The difference between torture and these “alternative procedures” seems to be who’s conducting the interrogation and where it takes place. If it’s the CIA and it’s overseas, they’re permissible alternative procedures. Anywhere else, they’re not allowed. This kind of legalistic legerdemain doesn’t just expose the weakness of the administration’s argument, it does a real disservice to U.S. foreign policy and all those serving overseas.
The administration characteristically refused to provide details about its methods. But experts on interrogation suspect that these alternative procedures could include subjecting prisoners to extreme temperatures and “waterboarding,” in which a prisoner is strapped to a board and put in fear of drowning if he doesn’t confess.
Such techniques seem to qualify as “humiliating and degrading treatment” prohibited by Common Article 3 of the Geneva Convention, which protects so-called enemy combatants, at least according to the Supreme Court. That’s also the military’s view.
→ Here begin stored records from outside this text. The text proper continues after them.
//! Error types for the SDK.
//!
//! Callers see exactly one of two things from any request: a decoded result,
//! or one [`Error`]. Transport faults and retryable statuses are handled
//! inside the execution engine and only surface as the `last` cause of a
//! budget error ([`Error::MaxAttemptsExceeded`], [`Error::DeadlineExceeded`],
//! [`Error::Cancelled`]).

use std::fmt;

use thiserror::Error;

use crate::crypto::KeyError;
use crate::id::AccountId;
use crate::network::TransportError;
use crate::status::Status;
use crate::transaction::TransactionId;

/// Shorthand used throughout the crate.
pub type Result<T> = std::result::Result<T, Error>;

/// The failure observed on one physical attempt that the engine judged
/// retryable.
#[derive(Debug, Clone, PartialEq, Eq, Error)]
pub enum AttemptFailure {
    /// The round trip itself failed: refused, timed out, reset.
    #[error("transport fault on node {node}: {error}")]
    Transport {
        node: AccountId,
        error: TransportError,
    },

    /// The node answered, but with "try again later".
    #[error("node {node} returned retryable status {status}")]
    Status { node: AccountId, status: Status },
}

impl AttemptFailure {
    /// The node this attempt went to.
    pub fn node(&self) -> AccountId {
        match self {
            Self::Transport { node, .. } | Self::Status { node, .. } => *node,
        }
    }
}

/// Every terminal failure the SDK can report.
#[derive(Debug, Error)]
pub enum Error {
    /// Bad caller input: wrong identifier kind, zero amount, oversized memo.
    #[error("invalid argument: {0}")]
    InvalidArgument(String),

    /// The operation doesn't make sense in the current lifecycle state.
    #[error("illegal state: {0}")]
    IllegalState(String),

    /// The node rejected the request with a status that will never succeed.
    #[error(
        "{} failed precheck with status {status} on node {node} after {attempts} attempt(s)",
        describe_request(.transaction_id)
    )]
    Precheck {
        status: Status,
        transaction_id: Option<TransactionId>,
        node: AccountId,
        attempts: u32,
    },

    /// The transaction reached consensus but its receipt reports failure.
    #[error("receipt for transaction {transaction_id} contained error status {status}")]
    ReceiptStatus {
        status: Status,
        transaction_id: TransactionId,
    },

    /// The validity window lapsed server-side.
    #[error("request expired on node {node} with status {status} after {attempts} attempt(s)")]
    Expired {
        status: Status,
        node: AccountId,
        attempts: u32,
    },

    /// The attempt ceiling was reached while the request was still retryable.
    #[error("exceeded maximum attempts ({attempts}); last failure: {}", describe_last(.last))]
    MaxAttemptsExceeded {
        attempts: u32,
        last: Option<AttemptFailure>,
    },

    /// The caller's deadline passed before a final answer arrived.
    #[error("deadline exceeded after {attempts} attempt(s); last failure: {}", describe_last(.last))]
    DeadlineExceeded {
        attempts: u32,
        last: Option<AttemptFailure>,
    },

    /// The caller cancelled the request.
    #[error("request cancelled after {attempts} attempt(s); last failure: {}", describe_last(.last))]
    Cancelled {
        attempts: u32,
        last: Option<AttemptFailure>,
    },

    /// The wire envelope could not be encoded or decoded.
    #[error("codec error: {0}")]
    Codec(String),

    #[error(transparent)]
    Key(#[from] KeyError),
}

impl Error {
    /// The ledger status behind this error, if there is one.
    pub fn status(&self) -> Option<Status> {
        match self {
            Self::Precheck { status, .. }
            | Self::ReceiptStatus { status, .. }
            | Self::Expired { status, .. } => Some(*status),
            Self::MaxAttemptsExceeded { last, .. }
            | Self::DeadlineExceeded { last, .. }
            | Self::Cancelled { last, .. } => match last {
                Some(AttemptFailure::Status { status, .. }) => Some(*status),
                _ => None,
            },
            _ => None,
        }
    }

    /// Physical attempts made before this error, for errors raised by the
    /// execution engine.
    pub fn attempts(&self) -> Option<u32> {
        match self {
            Self::Precheck { attempts, .. }
            | Self::Expired { attempts, .. }
            | Self::MaxAttemptsExceeded { attempts, .. }
            | Self::DeadlineExceeded { attempts, .. }
            | Self::Cancelled { attempts, .. } => Some(*attempts),
            _ => None,
        }
    }

    /// `true` for failures reported by the network rather than the caller.
    pub fn is_ledger_error(&self) -> bool {
        matches!(
            self,
            Self::Precheck { .. }
                | Self::ReceiptStatus { .. }
                | Self::Expired { .. }
                | Self::MaxAttemptsExceeded { .. }
                | Self::DeadlineExceeded { .. }
        )
    }
}

impl From<bincode::Error> for Error {
    fn from(e: bincode::Error) -> Self {
        Self::Codec(e.to_string())
    }
}

fn describe_request(transaction_id: &Option<TransactionId>) -> String {
    match transaction_id {
        Some(id) => format!("transaction {id}"),
        None => "query".to_string(),
    }
}

fn describe_last(last: &Option<AttemptFailure>) -> DescribeLast<'_> {
    DescribeLast(last)
}

struct DescribeLast<'a>(&'a Option<AttemptFailure>);

impl fmt::Display for DescribeLast<'_> {
    fn fmt(&self, f: &mut fmt::Formatter<'_>) -> fmt::Result {
        match self.0 {
            Some(failure) => write!(f, "{failure}"),
            None => f.write_str("none"),
        }
    }
}

#[cfg(test)]
mod tests {
    use super::*;

    fn node() -> AccountId {
        AccountId::new(0, 0, 3)
    }

    #[test]
    fn budget_errors_report_last_cause() {
        let err = Error::MaxAttemptsExceeded {
            attempts: 3,
            last: Some(AttemptFailure::Status {
                node: node(),
                status: Status::Busy,
            }),
        };
        let msg = err.to_string();
        assert!(msg.contains("(3)"), "{msg}");
        assert!(msg.contains("BUSY"), "{msg}");
        assert!(msg.contains("0.0.3"), "{msg}");
        assert_eq!(err.status(), Some(Status::Busy));
        assert_eq!(err.attempts(), Some(3));
    }

    #[test]
    fn budget_error_without_attempts_says_none() {
        let err = Error::DeadlineExceeded {
            attempts: 0,
            last: None,
        };
        assert!(err.to_string().ends_with("last failure: none"));
        assert_eq!(err.status(), None);
    }

    #[test]
    fn transport_cause_has_no_status() {
        let err = Error::Cancelled {
            attempts: 1,
            last: Some(AttemptFailure::Transport {
                node: node(),
                error: TransportError::ConnectionRefused,
            }),
        };
        assert_eq!(err.status(), None);
        assert!(!err.is_ledger_error());
        assert!(err.to_string().contains("connection refused"));
    }

    #[test]
    fn precheck_for_query_has_no_transaction_id() {
        let err = Error::Precheck {
            status: Status::InvalidAccountId,
            transaction_id: None,
            node: node(),
            attempts: 1,
        };
        assert!(err.to_string().starts_with("query failed precheck"));
        assert!(err.is_ledger_error());
    }

    #[test]
    fn caller_errors_are_not_ledger_errors() {
        assert!(!Error::InvalidArgument("x".into()).is_ledger_error());
        assert!(!Error::IllegalState("x".into()).is_ledger_error());
        assert_eq!(Error::IllegalState("x".into()).attempts(), None);
    }
}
The new Army field manual, rooted in Article 3, prohibits extreme interrogation tactics such as waterboarding and conducting mock executions.
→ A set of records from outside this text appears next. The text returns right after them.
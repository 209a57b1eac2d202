//! Nanosecond-precision timestamps.
//!
//! The ledger orders everything by `(seconds, nanos)` since the Unix epoch,
//! and a transaction id is literally "payer account + timestamp", so two
//! transactions generated in the same nanosecond by the same payer collide.
//! [`Timestamp::generate`] exists to make that unlikely:
//!
//! - with jitter, the wall clock is backdated by a random 3–8 seconds (nodes
//!   reject valid-start times in their future, and clocks drift) and a random
//!   sub-millisecond nanosecond offset is mixed in;
//! - without jitter, timestamps are strictly monotonic within the process.

use chrono::{DateTime, NaiveDateTime, Utc};
use rand::Rng;
use serde::{Deserialize, Serialize};
use std::fmt;
use std::str::FromStr;
use std::sync::atomic::{AtomicU64, Ordering};

use crate::config::{JITTER_BACKDATE_MAX_MS, JITTER_BACKDATE_MIN_MS};
use crate::error::{Error, Result};
use crate::wire::WireTimestamp;

const NANOS_PER_SECOND: i64 = 1_000_000_000;
const NANOS_PER_MILLI: i64 = 1_000_000;

/// Last value handed out by the non-jittered generator, as Unix nanos.
static LAST_MONOTONIC_NANOS: AtomicU64 = AtomicU64::new(0);

/// A point in time: whole seconds since the epoch plus `[0, 1e9)` nanos.
///
/// Field order matters: the derived `Ord` compares `seconds` first, then
/// `nanos`, which is exactly lexicographic time order. `Eq` and `Hash` are
/// derived from the same two fields, so they agree with `Ord`.
#[derive(Debug, Clone, Copy, PartialEq, Eq, Hash, PartialOrd, Ord, Serialize, Deserialize)]
pub struct Timestamp {
    seconds: i64,
    nanos: i32,
}

impl Timestamp {
    /// Builds a timestamp, rejecting negative fields and `nanos >= 1e9`.
    pub fn new(seconds: i64, nanos: i32) -> Result<Self> {
        if seconds < 0 || nanos < 0 || i64::from(nanos) >= NANOS_PER_SECOND {
            return Err(Error::InvalidArgument(format!(
                "invalid timestamp: seconds={seconds}, nanos={nanos}"
            )));
        }
        Ok(Self { seconds, nanos })
    }

    pub fn seconds(&self) -> i64 {
        self.seconds
    }

    pub fn nanos(&self) -> i32 {
        self.nanos
    }

    /// The current wall-clock time, no jitter.
    pub fn now() -> Self {
        Self::from_unix_nanos(unix_nanos_now())
    }

    /// Generates a timestamp suitable for a transaction valid-start.
    pub fn generate(jitter: bool) -> Self {
        if !jitter {
            return Self::from_unix_nanos(next_monotonic_nanos());
        }
        let mut rng = rand::thread_rng();
        let backdate_ms = rng.gen_range(JITTER_BACKDATE_MIN_MS..=JITTER_BACKDATE_MAX_MS);
        let sub_milli = rng.gen_range(0..NANOS_PER_MILLI);
        let nanos = unix_nanos_now() as i64 - backdate_ms * NANOS_PER_MILLI + sub_milli;
        Self::from_unix_nanos(nanos.max(0) as u64)
    }

    /// Adds `nanos`, carrying whole seconds. Saturates at `i64::MAX` seconds.
    pub fn plus_nanos(self, nanos: u64) -> Self {
        let total = self.nanos as u128 + u128::from(nanos);
        let carry = i64::try_from(total / NANOS_PER_SECOND as u128).unwrap_or(i64::MAX);
        Self {
            seconds: self.seconds.saturating_add(carry),
            nanos: (total % NANOS_PER_SECOND as u128) as i32,
        }
    }

    /// Converts from a UTC date-time. Pre-epoch instants are rejected.
    pub fn from_date_time(date_time: DateTime<Utc>) -> Result<Self> {
        // chrono reports a leap second as nanos >= 1e9; fold it into the next second
        let subsec = i64::from(date_time.timestamp_subsec_nanos());
        Self::new(date_time.timestamp(), 0).map(|ts| ts.plus_nanos(subsec as u64))
    }

    /// Converts whole Unix seconds.
    pub fn from_unix_seconds(seconds: i64) -> Result<Self> {
        Self::new(seconds, 0)
    }

    /// Parses an RFC 3339 / ISO 8601 date-time string. Without an offset
    /// (`2024-01-15T12:30:45.123456`) the time is taken as UTC.
    pub fn parse_rfc3339(s: &str) -> Result<Self> {
        let date_time = match DateTime::parse_from_rfc3339(s) {
            Ok(date_time) => date_time.with_timezone(&Utc),
            Err(e) => s
                .parse::<NaiveDateTime>()
                .map(|naive| naive.and_utc())
                .map_err(|_| Error::InvalidArgument(format!("invalid date-time {s:?}: {e}")))?,
        };
        Self::from_date_time(date_time)
    }

    /// Converts to a UTC date-time.
    pub fn to_date_time(&self) -> Result<DateTime<Utc>> {
        DateTime::from_timestamp(self.seconds, self.nanos as u32)
            .ok_or_else(|| Error::InvalidArgument(format!("timestamp {self} out of range")))
    }

    pub fn to_wire(&self) -> WireTimestamp {
        WireTimestamp {
            seconds: self.seconds,
            nanos: self.nanos,
        }
    }

    /// Validates and converts a decoded wire timestamp.
    pub fn from_wire(wire: &WireTimestamp) -> Result<Self> {
        Self::new(wire.seconds, wire.nanos)
    }

    fn from_unix_nanos(nanos: u64) -> Self {
        Self {
            seconds: (nanos / NANOS_PER_SECOND as u64) as i64,
            nanos: (nanos % NANOS_PER_SECOND as u64) as i32,
        }
    }
}

fn unix_nanos_now() -> u64 {
    Utc::now()
        .timestamp_nanos_opt()
        .map_or(0, |nanos| nanos.max(0) as u64)
}

fn next_monotonic_nanos() -> u64 {
    let now = unix_nanos_now();
    let mut last = LAST_MONOTONIC_NANOS.load(Ordering::Relaxed);
    loop {
        let next = now.max(last + 1);
        match LAST_MONOTONIC_NANOS.compare_exchange_weak(
            last,
            next,
            Ordering::Relaxed,
            Ordering::Relaxed,
        ) {
            Ok(_) => return next,
            Err(observed) => last = observed,
        }
    }
}

impl fmt::Display for Timestamp {
    fn fmt(&self, f: &mut fmt::Formatter<'_>) -> fmt::Result {
        write!(f, "{}.{:09}", self.seconds, self.nanos)
    }
}

impl FromStr for Timestamp {
    type Err = Error;

    /// Parses the `Display` form, `"<seconds>.<nanos>"`. A fraction shorter
    /// than nine digits is right-padded, so `"1.5"` is half a second.
    fn from_str(s: &str) -> Result<Self> {
        let invalid = || Error::InvalidArgument(format!("invalid timestamp: {s:?}"));
        let (secs, frac) = s.split_once('.').unwrap_or((s, ""));
        if frac.len() > 9 || !frac.bytes().all(|b| b.is_ascii_digit()) {
            return Err(invalid());
        }
        let seconds = secs.parse::<i64>().map_err(|_| invalid())?;
        let nanos = if frac.is_empty() {
            0
        } else {
            format!("{frac:0<9}").parse::<i32>().map_err(|_| invalid())?
        };
        Self::new(seconds, nanos)
    }
}

impl TryFrom<DateTime<Utc>> for Timestamp {
    type Error = Error;

    fn try_from(date_time: DateTime<Utc>) -> Result<Self> {
        Self::from_date_time(date_time)
    }
}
The administration, apparently untroubled by this disagreement, is now asking Congress to declare that detainees who claim violations of the Geneva Convention may not have their day in court. The administration also wants to amend the 1996 War Crimes Act, which makes violation of the Geneva Convention illegal under U.S. law. New language would allow for prosecution only for “torture” and “cruel and inhumane treatment,” not for “humiliating and degrading treatment.” A 2005 law already allows interrogators accused of abuse to offer the defense that they “did not know that the practices were unlawful and [that] a person of ordinary sense and understanding would not know the practices were unlawful.” That’s protection enough.
Even the clearest legal language is subject to differing interpretations. But the Bush administration has a record of taking the narrowest possible view of protections for detainees under U.S. and international law. Indeed, until the Supreme Court forced it to change course, the administration argued that unlawful enemy combatants in the war on terror weren’t covered by the Geneva Convention at all.
Given an inch by the law, this administration too often has taken a mile — creating a climate in which lower-level service members could feel that they were justified in the sort of abuse that took place at Abu Ghraib. As Congress moves to write legislation governing the treatment of present and future detainees, it needs to keep that history in mind and force the president to spell out what he means by alternative methods. And Congress should allow detainees who claim those methods violate their rights under the Geneva Convention to have their day in court.